§ DATA TO EXAMINE
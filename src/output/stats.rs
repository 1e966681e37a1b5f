//! Queue statistics and listings from the site store
//!
//! This module provides functionality for extracting and displaying
//! per-status counts and site listings from the storage layer.

use crate::state::SiteStatus;
use crate::storage::{CrawlJob, SiteStore};
use std::collections::HashMap;

/// Queue statistics summary
#[derive(Debug, Clone)]
pub struct QueueStatistics {
    /// Total number of sites in the store
    pub total_sites: u64,

    /// Count of sites by status
    pub sites_by_status: HashMap<SiteStatus, u64>,
}

impl QueueStatistics {
    /// Count for one status, zero when absent
    pub fn count(&self, status: SiteStatus) -> u64 {
        self.sites_by_status.get(&status).copied().unwrap_or(0)
    }
}

/// Loads statistics from storage
///
/// # Returns
///
/// * `Ok(QueueStatistics)` - Successfully loaded statistics
/// * `Err(HarvestError)` - Failed to query statistics
pub fn load_statistics(store: &dyn SiteStore) -> crate::Result<QueueStatistics> {
    let sites_by_status = store.count_by_status()?;
    let total_sites = sites_by_status.values().sum();

    Ok(QueueStatistics {
        total_sites,
        sites_by_status,
    })
}

/// Prints statistics to stdout in a formatted manner
pub fn print_statistics(stats: &QueueStatistics) {
    println!("=== Queue Statistics ===\n");

    println!("Total sites: {}", stats.total_sites);
    println!();

    println!("Sites by Status:");
    for status in SiteStatus::all_states() {
        let count = stats.count(status);
        let percentage = if stats.total_sites > 0 {
            (count as f64 / stats.total_sites as f64) * 100.0
        } else {
            0.0
        };
        println!("  {:<10} {:>6} ({:.1}%)", status, count, percentage);
    }
    println!();

    let finished = stats.count(SiteStatus::Done) + stats.count(SiteStatus::Failed);
    let success_rate = if finished > 0 {
        (stats.count(SiteStatus::Done) as f64 / finished as f64) * 100.0
    } else {
        0.0
    };

    println!(
        "Success Rate: {:.1}% ({} / {} finished crawls done)",
        success_rate,
        stats.count(SiteStatus::Done),
        finished
    );
}

/// Prints one line per site
pub fn print_site_list(sites: &[CrawlJob]) {
    if sites.is_empty() {
        println!("No sites.");
        return;
    }

    println!(
        "{:>6}  {:<10}  {:<10}  {:<25}  {}",
        "ID", "STATUS", "PROGRESS", "UPDATED", "URL"
    );
    for site in sites {
        println!(
            "{:>6}  {:<10}  {:<10}  {:<25}  {}",
            site.id, site.status, site.progress, site.updated_at, site.url
        );
    }
}
//! Page fetch capability
//!
//! This module defines the seam between the crawl engine and whatever
//! actually retrieves pages, plus the default HTTP implementation:
//! - One shared HTTP client with a desktop user agent
//! - A per-request timeout so one slow page never stalls another
//! - Error classification into timeout, status, transport and body errors

use crate::config::FetcherConfig;
use crate::crawler::parse_html;
use async_trait::async_trait;
use reqwest::{redirect::Policy, Client};
use std::time::Duration;
use thiserror::Error;
use tracing::debug;

/// Maximum redirect hops followed for a single page
const MAX_REDIRECTS: usize = 10;

/// Errors from a single page fetch
///
/// None of these are fatal to a crawl; the engine skips the page.
#[derive(Debug, Error)]
pub enum FetchError {
    #[error("Timed out fetching {0}")]
    Timeout(String),

    #[error("HTTP {status} from {url}")]
    Status { url: String, status: u16 },

    #[error("Request to {url} failed: {message}")]
    Transport { url: String, message: String },

    #[error("Failed to read body of {url}: {message}")]
    Body { url: String, message: String },
}

/// A rendered page as seen by the crawl engine
#[derive(Debug, Clone, Default, PartialEq, Eq)]
pub struct FetchedPage {
    /// Document title, empty when the page has none
    pub title: String,
    /// Visible body text; may contain newlines
    pub text: String,
    /// Raw `href` values of every anchor, in document order
    pub anchors: Vec<String>,
}

/// Retrieves a page within a bounded time
///
/// Implementations are shared by every worker, so a fetch must not hold
/// state that another concurrent fetch could disturb.
#[async_trait]
pub trait PageFetcher: Send + Sync {
    /// Fetches `url`, giving up after `timeout`
    async fn fetch(&self, url: &str, timeout: Duration) -> Result<FetchedPage, FetchError>;
}

/// Builds an HTTP client with proper configuration
///
/// # Arguments
///
/// * `config` - The fetcher configuration
///
/// # Returns
///
/// * `Ok(Client)` - Successfully built HTTP client
/// * `Err(reqwest::Error)` - Failed to build client
pub fn build_http_client(config: &FetcherConfig) -> Result<Client, reqwest::Error> {
    Client::builder()
        .user_agent(config.user_agent.clone())
        .connect_timeout(Duration::from_secs(10))
        .redirect(Policy::limited(MAX_REDIRECTS))
        .gzip(true)
        .brotli(true)
        .build()
}

/// Default fetcher: plain HTTP GET plus HTML parsing
///
/// The client's connection pool is shared across all workers; each call
/// gets its own request timeout.
#[derive(Debug, Clone)]
pub struct HttpPageFetcher {
    client: Client,
}

impl HttpPageFetcher {
    pub fn new(config: &FetcherConfig) -> Result<Self, reqwest::Error> {
        Ok(Self {
            client: build_http_client(config)?,
        })
    }
}

#[async_trait]
impl PageFetcher for HttpPageFetcher {
    async fn fetch(&self, url: &str, timeout: Duration) -> Result<FetchedPage, FetchError> {
        let classify = |e: reqwest::Error| {
            if e.is_timeout() {
                FetchError::Timeout(url.to_string())
            } else {
                FetchError::Transport {
                    url: url.to_string(),
                    message: e.to_string(),
                }
            }
        };

        let response = self
            .client
            .get(url)
            .timeout(timeout)
            .send()
            .await
            .map_err(classify)?;

        let status = response.status();
        if !status.is_success() {
            return Err(FetchError::Status {
                url: url.to_string(),
                status: status.as_u16(),
            });
        }

        let body = response.text().await.map_err(|e| {
            if e.is_timeout() {
                FetchError::Timeout(url.to_string())
            } else {
                FetchError::Body {
                    url: url.to_string(),
                    message: e.to_string(),
                }
            }
        })?;

        debug!(url, bytes = body.len(), "Fetched page");

        Ok(parse_html(&body))
    }
}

§ PROBLEM TO SOLVE
Please reproduce all of the entries above exactly as they appear.

§ WORKED SOLUTION
filename src/output/stats.rs
repository 1e966681e37a1b5f
//! Queue statistics and listings from the site store
//!
//! This module provides functionality for extracting and displaying
//! per-status counts and site listings from the storage layer.

use crate::state::SiteStatus;
use crate::storage::{CrawlJob, SiteStore};
use std::collections::HashMap;

/// Queue statistics summary
#[derive(Debug, Clone)]
pub struct QueueStatistics {
    /// Total number of sites in the store
    pub total_sites: u64,

    /// Count of sites by status
    pub sites_by_status: HashMap<SiteStatus, u64>,
}

impl QueueStatistics {
    /// Count for one status, zero when absent
    pub fn count(&self, status: SiteStatus) -> u64 {
        self.sites_by_status.get(&status).copied().unwrap_or(0)
    }
}

/// Loads statistics from storage
///
/// # Returns
///
/// * `Ok(QueueStatistics)` - Successfully loaded statistics
/// * `Err(HarvestError)` - Failed to query statistics
pub fn load_statistics(store: &dyn SiteStore) -> crate::Result<QueueStatistics> {
    let sites_by_status = store.count_by_status()?;
    let total_sites = sites_by_status.values().sum();

    Ok(QueueStatistics {
        total_sites,
        sites_by_status,
    })
}

/// Prints statistics to stdout in a formatted manner
pub fn print_statistics(stats: &QueueStatistics) {
    println!("=== Queue Statistics ===\n");

    println!("Total sites: {}", stats.total_sites);
    println!();

    println!("Sites by Status:");
    for status in SiteStatus::all_states() {
        let count = stats.count(status);
        let percentage = if stats.total_sites > 0 {
            (count as f64 / stats.total_sites as f64) * 100.0
        } else {
            0.0
        };
        println!("  {:<10} {:>6} ({:.1}%)", status, count, percentage);
    }
    println!();

    let finished = stats.count(SiteStatus::Done) + stats.count(SiteStatus::Failed);
    let success_rate = if finished > 0 {
        (stats.count(SiteStatus::Done) as f64 / finished as f64) * 100.0
    } else {
        0.0
    };

    println!(
        "Success Rate: {:.1}% ({} / {} finished crawls done)",
        success_rate,
        stats.count(SiteStatus::Done),
        finished
    );
}

/// Prints one line per site
pub fn print_site_list(sites: &[CrawlJob]) {
    if sites.is_empty() {
        println!("No sites.");
        return;
    }

    println!(
        "{:>6}  {:<10}  {:<10}  {:<25}  {}",
        "ID", "STATUS", "PROGRESS", "UPDATED", "URL"
    );
    for site in sites {
        println!(
            "{:>6}  {:<10}  {:<10}  {:<25}  {}",
            site.id, site.status, site.progress, site.updated_at, site.url
        );
    }
}
//! Page fetch capability
//!
//! This module defines the seam between the crawl engine and whatever
//! actually retrieves pages, plus the default HTTP implementation:
//! - One shared HTTP client with a desktop user agent
//! - A per-request timeout so one slow page never stalls another
//! - Error classification into timeout, status, transport and body errors

use crate::config::FetcherConfig;
use crate::crawler::parse_html;
use async_trait::async_trait;
use reqwest::{redirect::Policy, Client};
use std::time::Duration;
use thiserror::Error;
use tracing::debug;

/// Maximum redirect hops followed for a single page
const MAX_REDIRECTS: usize = 10;

/// Errors from a single page fetch
///
/// None of these are fatal to a crawl; the engine skips the page.
#[derive(Debug, Error)]
pub enum FetchError {
    #[error("Timed out fetching {0}")]
    Timeout(String),

    #[error("HTTP {status} from {url}")]
    Status { url: String, status: u16 },

    #[error("Request to {url} failed: {message}")]
    Transport { url: String, message: String },

    #[error("Failed to read body of {url}: {message}")]
    Body { url: String, message: String },
}

/// A rendered page as seen by the crawl engine
#[derive(Debug, Clone, Default, PartialEq, Eq)]
pub struct FetchedPage {
    /// Document title, empty when the page has none
    pub title: String,
    /// Visible body text; may contain newlines
    pub text: String,
    /// Raw `href` values of every anchor, in document order
    pub anchors: Vec<String>,
}

/// Retrieves a page within a bounded time
///
/// Implementations are shared by every worker, so a fetch must not hold
/// state that another concurrent fetch could disturb.
#[async_trait]
pub trait PageFetcher: Send + Sync {
    /// Fetches `url`, giving up after `timeout`
    async fn fetch(&self, url: &str, timeout: Duration) -> Result<FetchedPage, FetchError>;
}

/// Builds an HTTP client with proper configuration
///
/// # Arguments
///
/// * `config` - The fetcher configuration
///
/// # Returns
///
/// * `Ok(Client)` - Successfully built HTTP client
/// * `Err(reqwest::Error)` - Failed to build client
pub fn build_http_client(config: &FetcherConfig) -> Result<Client, reqwest::Error> {
    Client::builder()
        .user_agent(config.user_agent.clone())
        .connect_timeout(Duration::from_secs(10))
        .redirect(Policy::limited(MAX_REDIRECTS))
        .gzip(true)
        .brotli(true)
        .build()
}

/// Default fetcher: plain HTTP GET plus HTML parsing
///
/// The client's connection pool is shared across all workers; each call
/// gets its own request timeout.
#[derive(Debug, Clone)]
pub struct HttpPageFetcher {
    client: Client,
}

impl HttpPageFetcher {
    pub fn new(config: &FetcherConfig) -> Result<Self, reqwest::Error> {
        Ok(Self {
            client: build_http_client(config)?,
        })
    }
}

#[async_trait]
impl PageFetcher for HttpPageFetcher {
    async fn fetch(&self, url: &str, timeout: Duration) -> Result<FetchedPage, FetchError> {
        let classify = |e: reqwest::Error| {
            if e.is_timeout() {
                FetchError::Timeout(url.to_string())
            } else {
                FetchError::Transport {
                    url: url.to_string(),
                    message: e.to_string(),
                }
            }
        };

        let response = self
            .client
            .get(url)
            .timeout(timeout)
            .send()
            .await
            .map_err(classify)?;

        let status = response.status();
        if !status.is_success() {
            return Err(FetchError::Status {
                url: url.to_string(),
                status: status.as_u16(),
            });
        }

        let body = response.text().await.map_err(|e| {
            if e.is_timeout() {
                FetchError::Timeout(url.to_string())
            } else {
                FetchError::Body {
                    url: url.to_string(),
                    message: e.to_string(),
                }
            }
        })?;

        debug!(url, bytes = body.len(), "Fetched page");

        Ok(parse_html(&body))
    }
}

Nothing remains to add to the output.